How To Teach Creativity: Six Lessons

I just read a piece by August Turak on the Forbes blog (read it here). My takeaway is the six lessons on teaching creativity that Turak claims his mentor, Louis Mobley, embedded in the IBM Executive School. It affected me deeply and made me think; hence, I am trying to reproduce these six lessons here:

One, the linear methods of teaching - books, workshops etc - do not work in teaching creativity. This is not about giving answers and formula, but about encouraging a person to ask questions. Radically different questions! And these need to be generated in a non-linear way.

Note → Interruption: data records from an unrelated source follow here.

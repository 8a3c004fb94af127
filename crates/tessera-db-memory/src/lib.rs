//! In-memory storage backend for the Tessera identity provider.
//!
//! Implements every storage trait of `tessera-auth` on top of
//! [`dashmap::DashMap`]. Nothing survives a restart; suited to development,
//! tests and single-instance deployments.
//!
//! # Example
//!
//! ```ignore
//! use tessera_db_memory::MemoryStores;
//!
//! let stores = MemoryStores::new();
//! stores.clients.insert(client)?;
//! ```

pub mod client;
pub mod refresh_token;
pub mod session;
pub mod user;

use std::sync::Arc;

pub use client::MemoryClientStorage;
pub use refresh_token::MemoryRefreshTokenStorage;
pub use session::{MemorySessionKeyStorage, MemorySessionStorage};
pub use user::MemoryUserStorage;

/// One of each store, shareable.
#[derive(Clone, Default)]
pub struct MemoryStores {
    pub sessions: Arc<MemorySessionStorage>,
    pub session_keys: Arc<MemorySessionKeyStorage>,
    pub clients: Arc<MemoryClientStorage>,
    pub users: Arc<MemoryUserStorage>,
    pub refresh_tokens: Arc<MemoryRefreshTokenStorage>,
}

impl MemoryStores {
    #[must_use]
    pub fn new() -> Self {
        Self::default()
    }
}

Two, teaching creativity is more about 'unlearning' than 'learning'. So, the whole experience was designed to be a humbling experience, even in a frustrating, infuriating way. The end objective was to make people feel - wow, I never thought that way before!

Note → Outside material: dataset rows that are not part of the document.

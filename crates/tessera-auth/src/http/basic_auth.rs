//! HTTP Basic client credentials.

use axum::http::{HeaderMap, header};
use base64::Engine;
use base64::engine::general_purpose::STANDARD;

/// Extracts `(client_id, client_secret)` from an `Authorization: Basic`
/// header.
///
/// Both halves are form-urlencoded before base64 encoding (RFC 6749
/// section 2.3.1), so a `:` inside a client ID arrives as `%3A`.
///
/// # Errors
///
/// Returns a description of what is wrong when the header is missing, not
/// Basic, not valid base64/UTF-8, has no `:` separator, or a half does not
/// decode.
pub fn parse_basic_auth(headers: &HeaderMap) -> Result<(String, String), String> {
    let value = headers
        .get(header::AUTHORIZATION)
        .ok_or_else(|| "missing Authorization header".to_string())?
        .to_str()
        .map_err(|_| "Authorization header is not ASCII".to_string())?;

    let encoded = value
        .strip_prefix("Basic ")
        .ok_or_else(|| "Authorization is not Basic".to_string())?;
    let decoded = STANDARD
        .decode(encoded.trim())
        .map_err(|e| format!("invalid base64: {e}"))?;
    let decoded = String::from_utf8(decoded).map_err(|_| "credentials are not UTF-8".to_string())?;

    let (client_id, secret) = decoded
        .split_once(':')
        .ok_or_else(|| "credentials have no ':' separator".to_string())?;
    let client_id = form_decode(client_id)?;
    if client_id.is_empty() {
        return Err("empty client ID".to_string());
    }
    Ok((client_id, form_decode(secret)?))
}

fn form_decode(value: &str) -> Result<String, String> {
    urlencoding::decode(&value.replace('+', " "))
        .map(|decoded| decoded.into_owned())
        .map_err(|_| "credentials are not UTF-8 once decoded".to_string())
}

#[cfg(test)]
mod tests {
    use super::*;
    use axum::http::HeaderValue;

    fn headers(value: &str) -> HeaderMap {
        let mut headers = HeaderMap::new();
        headers.insert(header::AUTHORIZATION, HeaderValue::from_str(value).unwrap());
        headers
    }

    #[test]
    fn test_valid() {
        let encoded = STANDARD.encode("app:s3cr:et");
        let (id, secret) = parse_basic_auth(&headers(&format!("Basic {encoded}"))).unwrap();
        assert_eq!(id, "app");
        assert_eq!(secret, "s3cr:et");
    }

    #[test]
    fn test_form_encoded_halves() {
        let encoded = STANDARD.encode("my%3Aapp:p%25ss+word%2B");
        let (id, secret) = parse_basic_auth(&headers(&format!("Basic {encoded}"))).unwrap();
        assert_eq!(id, "my:app");
        assert_eq!(secret, "p%ss word+");

        let bad_utf8 = STANDARD.encode("app:%FF");
        assert!(parse_basic_auth(&headers(&format!("Basic {bad_utf8}"))).is_err());
    }

    #[test]
    fn test_invalid() {
        assert!(parse_basic_auth(&HeaderMap::new()).is_err());
        assert!(parse_basic_auth(&headers("Bearer abc")).is_err());
        assert!(parse_basic_auth(&headers("Basic !!!")).is_err());
        let no_colon = STANDARD.encode("app");
        assert!(parse_basic_auth(&headers(&format!("Basic {no_colon}"))).is_err());
        let empty_id = STANDARD.encode(":secret");
        assert!(parse_basic_auth(&headers(&format!("Basic {empty_id}"))).is_err());
    }
}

Three, one does not learn to be creative; one must BECOME creative people. So, the learning experience was designed so that no answer is ever adequate. The objective was to open the learners to an alternative mode of thinking, and to make them live with it.

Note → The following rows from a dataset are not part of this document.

//! Discovery, JWKS and health endpoints.

mod common;

use std::sync::Arc;
use std::time::Duration;

use axum::body::Body;
use axum::http::{Request, StatusCode, header};
use common::*;
use tessera_auth::RotatingKeyManager;
use tessera_auth::token::SigningKeyPair;

#[tokio::test]
async fn test_discovery_document() {
    let h = default_harness().await;
    let response = h.get("/.well-known/openid-configuration").await;

    assert_eq!(response.status(), StatusCode::OK);
    assert_eq!(
        response.headers()[header::CACHE_CONTROL],
        "public, max-age=86400"
    );
    assert_eq!(response.headers()[header::CONTENT_TYPE], "application/json");

    let body = body_json(response).await;
    assert_eq!(body["issuer"], "http://server.example.com");
    assert_eq!(body["authorization_endpoint"], "http://server.example.com/auth");
    assert_eq!(body["token_endpoint"], "http://server.example.com/token");
    assert_eq!(body["jwks_uri"], "http://server.example.com/keys");
    assert_eq!(body["response_types_supported"], serde_json::json!(["code"]));
    assert_eq!(
        body["grant_types_supported"],
        serde_json::json!(["authorization_code", "refresh_token", "client_credentials"])
    );
    assert_eq!(body["subject_types_supported"], serde_json::json!(["public"]));
    assert_eq!(
        body["id_token_signing_alg_values_supported"],
        serde_json::json!(["RS256"])
    );
}

#[tokio::test]
async fn test_discovery_below_issuer_path() {
    let h = harness("http://server.example.com/foobar").build().await;
    let response = h.get("/foobar/.well-known/openid-configuration").await;
    assert_eq!(response.status(), StatusCode::OK);
    let body = body_json(response).await;
    assert_eq!(body["issuer"], "http://server.example.com/foobar");
    assert_eq!(body["token_endpoint"], "http://server.example.com/foobar/token");
}

#[tokio::test]
async fn test_keys_document() {
    let h = default_harness().await;
    let response = h.get("/keys").await;

    assert_eq!(response.status(), StatusCode::OK);
    let cache_control = response.headers()[header::CACHE_CONTROL]
        .to_str()
        .unwrap()
        .to_string();
    let max_age: i64 = cache_control
        .strip_prefix("public, max-age=")
        .unwrap()
        .parse()
        .unwrap();
    assert!((3500..=3600).contains(&max_age), "{cache_control}");
    let expires = response.headers()[header::EXPIRES].to_str().unwrap();
    assert!(expires.ends_with(" GMT"), "{expires}");

    let body = body_json(response).await;
    let keys = body["keys"].as_array().unwrap();
    assert_eq!(keys.len(), 1);
    assert_eq!(keys[0]["kid"], signing_key().kid.as_str());
    assert_eq!(keys[0]["kty"], "RSA");
    assert_eq!(keys[0]["alg"], "RS256");
    assert_eq!(keys[0]["use"], "sig");
}

#[tokio::test]
async fn test_rotation_keeps_previous_key_published() {
    let manager = Arc::new(RotatingKeyManager::with_key(
        SigningKeyPair::generate_rsa().unwrap(),
        Duration::from_secs(3600),
        Duration::from_secs(60),
    ));
    let h = harness("http://server.example.com")
        .keys(manager.clone())
        .build()
        .await;

    let response = h
        .token(
            "/token",
            Some((CLIENT_ID, CLIENT_SECRET)),
            "grant_type=client_credentials",
        )
        .await;
    let old_token = body_json(response).await["id_token"]
        .as_str()
        .unwrap()
        .to_string();

    manager.rotate().unwrap();

    let body = body_json(h.get("/keys").await).await;
    assert_eq!(body["keys"].as_array().unwrap().len(), 2);
    // tokens signed before the rotation still verify
    assert!(h.keys.verify(&old_token, &h.issuer).is_ok());
}

#[tokio::test]
async fn test_discovery_and_keys_only_accept_get() {
    let h = default_harness().await;
    for uri in ["/.well-known/openid-configuration", "/keys"] {
        for method in ["POST", "PUT", "DELETE"] {
            let response = h
                .send(
                    Request::builder()
                        .method(method)
                        .uri(uri)
                        .body(Body::empty())
                        .unwrap(),
                )
                .await;
            assert_eq!(
                response.status(),
                StatusCode::METHOD_NOT_ALLOWED,
                "{method} {uri}"
            );
        }
    }
}

#[tokio::test]
async fn test_health() {
    let h = default_harness().await;
    let response = h.get("/health").await;
    assert_eq!(response.status(), StatusCode::OK);
    let body = body_json(response).await;
    assert_eq!(body["status"], "ok");
    assert_eq!(body["connectors"]["fake"], "ok");

    let h = harness("http://server.example.com")
        .connector(FakeConnector::new("local"))
        .connector(FakeConnector::new("ldap").unhealthy("connection refused"))
        .build()
        .await;
    let response = h.get("/health").await;
    assert_eq!(response.status(), StatusCode::SERVICE_UNAVAILABLE);
    let body = body_json(response).await;
    assert_eq!(body["status"], "degraded");
    assert_eq!(body["connectors"]["local"], "ok");
    assert!(
        body["connectors"]["ldap"]
            .as_str()
            .unwrap()
            .contains("connection refused")
    );
}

Four, the fastest way to be creative is to hang around with creative people. Completely agree!

Five, creativity is highly correlated with self-knowledge. Mobley's school was designed to be one big mirror.

Finally, a pre-condition of creativity is to be able to be wrong. One good idea comes from ten, even hundred, bad ones. Failure is the seed-bed of creativity.

This is my five minute summary of what I just read. Off to the gym then!